This site examines the phenomenon of Wikipedia. We are interested in them because they have a massive, unearned influence on what passes for reliable information. Search engines rank their pages near the top. While Wikipedia itself does not run ads, they are the most-scraped site on the web. Scrapers need content — any content will do — in order to carry ads from Google and other advertisers. This entire effect is turning Wikipedia into a generator of spam. It is primarily Google’s fault, since Wikipedia might find it difficult to address the issue of scraping even if they wanted to. Google doesn’t care; their ad money comes right off the top.
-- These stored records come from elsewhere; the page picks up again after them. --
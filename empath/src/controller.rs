use std::sync::{Arc, LazyLock};

use empath_api::{ApiConfig, ApiServer};
use empath_common::{Signal, controller::Controller, internal, logging, tracing};
use empath_delivery::DeliveryQueryService;
use empath_ffi::modules::{self, Module};
use empath_health::{HealthChecker, HealthConfig, HealthServer};
use empath_smtp::Smtp;
use empath_submission::SubmissionConfig;
use empath_tracing::traced;
use serde::Deserialize;
use tokio::sync::broadcast;

use crate::control_handler::EmpathControlHandler;

fn default_control_socket() -> String {
    empath_control::DEFAULT_CONTROL_SOCKET.to_string()
}

#[allow(
    clippy::unsafe_derive_deserialize,
    reason = "The unsafe aspects have nothing to do with the struct"
)]
#[derive(Default, Deserialize)]
pub struct Empath {
    #[serde(alias = "smtp")]
    smtp_controller: Controller<Smtp>,
    #[serde(alias = "module", default)]
    modules: Vec<Module>,
    #[serde(alias = "spool")]
    spool: empath_spool::Controller,
    #[serde(alias = "delivery", default)]
    delivery: empath_delivery::DeliveryProcessor,
    /// Path to the Unix control socket used by `empathctl`
    #[serde(alias = "control_socket", default = "default_control_socket")]
    control_socket: String,
    /// Health check HTTP server configuration
    #[serde(alias = "health", default)]
    health: HealthConfig,
    /// Shared submission path: domain modes, sandbox capture, admission rate limits
    #[serde(alias = "submission", default)]
    submission: SubmissionConfig,
    /// HTTP submission API configuration
    #[serde(alias = "api", default)]
    api: ApiConfig,
}

pub static SHUTDOWN_BROADCAST: LazyLock<broadcast::Sender<Signal>> = LazyLock::new(|| {
    let (sender, _receiver) = broadcast::channel(64);
    sender
});

#[traced(instrument(level = tracing::Level::TRACE))]
async fn shutdown() -> anyhow::Result<()> {
    let mut terminate = tokio::signal::unix::signal(tokio::signal::unix::SignalKind::terminate())?;

    tokio::select! {
        _ = tokio::signal::ctrl_c() => {
            internal!("CTRL+C entered -- Enter it again to force shutdown");
        }
        _ = terminate.recv() => {
            internal!("Terminate Signal received, shutting down");
        }
    };

    let mut receiver = SHUTDOWN_BROADCAST.subscribe();

    SHUTDOWN_BROADCAST
        .send(Signal::Shutdown)
        .map_err(|e| std::io::Error::new(std::io::ErrorKind::Interrupted, e.to_string()))?;

    loop {
        tokio::select! {
            sig = receiver.recv() => {
                match sig {
                    Ok(s) => tracing::debug!("Received {s:?}"),
                    Err(broadcast::error::RecvError::Closed) => break,
                    Err(e) => tracing::debug!("Received: {e:?}"),
                }
            }

            _ = tokio::signal::ctrl_c() => {
                break;
            }
        }
    }

    Ok(())
}

impl Empath {
    /// Run this controller, and everything it controls
    ///
    /// # Errors
    ///
    /// This function will return an error if any of the configured modules fail
    /// to initialise.
    #[traced(instrument(level = tracing::Level::TRACE, skip_all, err), timing(precision = "s"))]
    pub async fn run(mut self) -> anyhow::Result<()> {
        logging::init();
        self.spool.init()?;

        internal!("Controller running");

        modules::init(self.modules)?;

        // Inject the spool into all SMTP listeners before initialization
        // We need both: the concrete Arc<Controller> for serve() and Arc<dyn Spool> for sessions
        let spool_controller = Arc::new(self.spool);

        // The submission path sits in front of the spool: both SMTP and the
        // HTTP API funnel accepted messages through it.
        let submission = Arc::new(self.submission.build(spool_controller.clone()));

        self.smtp_controller.map_args(|args| {
            args.with_spool(spool_controller.clone())
                .with_submission(submission.clone())
        });

        self.smtp_controller.init()?;

        // Initialize delivery controller with the same spool controller
        self.delivery.init(spool_controller.clone(), None)?;
        let delivery = Arc::new(self.delivery);

        let health_checker = Arc::new(HealthChecker::new(self.health.max_queue_size));
        health_checker.set_spool_ready(true);
        health_checker.set_delivery_ready(true);
        health_checker.set_smtp_ready(true);
        health_checker.set_dns_ready(delivery.dns_resolver().is_some());
        health_checker.set_queue_size(delivery.queue_len() as u64);

        let control_handler = Arc::new(EmpathControlHandler::new(delivery.clone()));
        let control_server =
            empath_control::ControlServer::new(self.control_socket.clone(), control_handler)?;

        let health_server = if self.health.enabled {
            Some(HealthServer::new(self.health.clone(), health_checker).await?)
        } else {
            None
        };

        let api_server = if self.api.enabled {
            Some(ApiServer::new(self.api.clone(), submission.clone()).await?)
        } else {
            None
        };

        let ret = tokio::select! {
            r = self.smtp_controller.control(vec![SHUTDOWN_BROADCAST.subscribe()]) => {
                r
            }
            r = spool_controller.serve(SHUTDOWN_BROADCAST.subscribe()) => {
                r
            }
            r = delivery.clone().serve(SHUTDOWN_BROADCAST.subscribe()) => {
                r.map_err(anyhow::Error::from)
            }
            r = control_server.serve(SHUTDOWN_BROADCAST.subscribe()) => {
                r.map_err(anyhow::Error::from)
            }
            r = async {
                if let Some(server) = api_server {
                    server.serve(SHUTDOWN_BROADCAST.subscribe()).await.map_err(anyhow::Error::from)
                } else {
                    std::future::pending().await
                }
            } => {
                r
            }
            r = async {
                if let Some(server) = health_server {
                    server.serve(SHUTDOWN_BROADCAST.subscribe()).await.map_err(anyhow::Error::from)
                } else {
                    std::future::pending().await
                }
            } => {
                r
            }
            r = shutdown() => {
                r
            }
        };

        internal!("Shutting down...");

        ret
    }
}
//! HTTP submission API configuration

use ahash::AHashSet;
use serde::Deserialize;

/// Configuration for the HTTP submission API.
#[derive(Debug, Clone, Deserialize)]
pub struct ApiConfig {
    /// Enable or disable the HTTP submission API.
    ///
    /// When disabled, the server will not start and SMTP remains the only intake.
    #[serde(default = "default_enabled")]
    pub enabled: bool,

    /// Address to bind the HTTP submission API.
    #[serde(default = "default_listen_address")]
    pub listen_address: String,

    /// Valid bearer tokens accepted on `Authorization: Bearer <api_key>`.
    ///
    /// A request presenting a key not in this set is rejected with 401.
    #[serde(default)]
    pub api_keys: AHashSet<String>,
}

const fn default_enabled() -> bool {
    true
}

fn default_listen_address() -> String {
    "[::]:8025".to_string()
}

impl Default for ApiConfig {
    fn default() -> Self {
        Self {
            enabled: default_enabled(),
            listen_address: default_listen_address(),
            api_keys: AHashSet::default(),
        }
    }
}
Another problem is that most of the administrators at Wikipedia prefer to exercise their police functions anonymously. The process itself is open, but the identities of the administrators are usually cloaked behind a username and a Gmail address. (Gmail does not show an originating IP address in the email headers, which means that you cannot geolocate the originator, or even know whether one administrator is really a different person than another administrator.) If an admin has a political or personal agenda, he can do a fair amount of damage with the special editing tools available to him. The victim may not even find out that this is happening until it’s too late. From Wikipedia, the material is spread like a virus by search engines and other scrapers, and the damage is amplified by orders of magnitude. There is no recourse for the victim, and no one can be held accountable. Once it’s all over the web, no one has the power to put it back into the bottle.
Plagiarism by Wikipedia editors
by Daniel Brandt
Here are the results of the first study of plagiarism in Wikipedia that has ever been undertaken. I started with a list of 16,750 Wikipedia articles. They came from a partial list of Wikipedia biographies of persons born before 1890. There was no reason for this, other than the fact that the list was available and the size was manageable.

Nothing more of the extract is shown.